_Input material_
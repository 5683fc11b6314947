use std::fmt;

use chrono::{DateTime, Utc};
use serde::{Deserialize, Serialize};

/// A message on its way to the broker.
///
/// `tag` is only set when the driver multiplexes logical queues over a
/// shared topic, and `deliver_at` only when a positive delay was requested.
/// The broker, not the driver, holds the message back until `deliver_at`.
#[derive(Debug, Clone, PartialEq, Eq, Serialize, Deserialize)]
pub struct OutboundMessage {
    pub payload: String,
    pub tag: Option<String>,
    pub deliver_at: Option<DateTime<Utc>>,
}

impl OutboundMessage {
    pub fn new(payload: impl Into<String>) -> Self {
        Self {
            payload: payload.into(),
            tag: None,
            deliver_at: None,
        }
    }

    pub fn with_tag(mut self, tag: impl Into<String>) -> Self {
        self.tag = Some(tag.into());
        self
    }

    pub fn deliver_at(mut self, at: DateTime<Utc>) -> Self {
        self.deliver_at = Some(at);
        self
    }
}

/// What the broker hands back after accepting a publish.
#[derive(Debug, Clone, PartialEq, Eq, Serialize, Deserialize)]
pub struct MessageHandle {
    pub message_id: String,
    pub topic: String,
    pub tag: Option<String>,
}

/// Opaque token naming one delivery of a message. Only the handle from the
/// most recent delivery can acknowledge it.
#[derive(Debug, Clone, PartialEq, Eq, Hash, Serialize, Deserialize)]
pub struct ReceiptHandle(String);

impl ReceiptHandle {
    pub fn new(token: impl Into<String>) -> Self {
        Self(token.into())
    }

    pub fn as_str(&self) -> &str {
        &self.0
    }
}

impl fmt::Display for ReceiptHandle {
    fn fmt(&self, f: &mut fmt::Formatter<'_>) -> fmt::Result {
        f.write_str(&self.0)
    }
}

/// A message received from a consumer poll.
///
/// `consumed_times` starts at 1 and grows every time the broker redelivers
/// the message because it was not acknowledged in time.
#[derive(Debug, Clone, PartialEq, Eq, Serialize, Deserialize)]
pub struct ConsumedMessage {
    pub id: String,
    pub body: String,
    pub tag: Option<String>,
    pub receipt_handle: ReceiptHandle,
    pub consumed_times: u32,
    pub published_at: DateTime<Utc>,
}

_Exercise prompt_
Reproduce the listing above exactly, but only from its first line through the line holding "queues over a"; both of those lines are included.

_Solution to this task_
repository 5683fc11b6314947
use std::fmt;

use chrono::{DateTime, Utc};
use serde::{Deserialize, Serialize};

/// A message on its way to the broker.
///
/// `tag` is only set when the driver multiplexes logical queues over a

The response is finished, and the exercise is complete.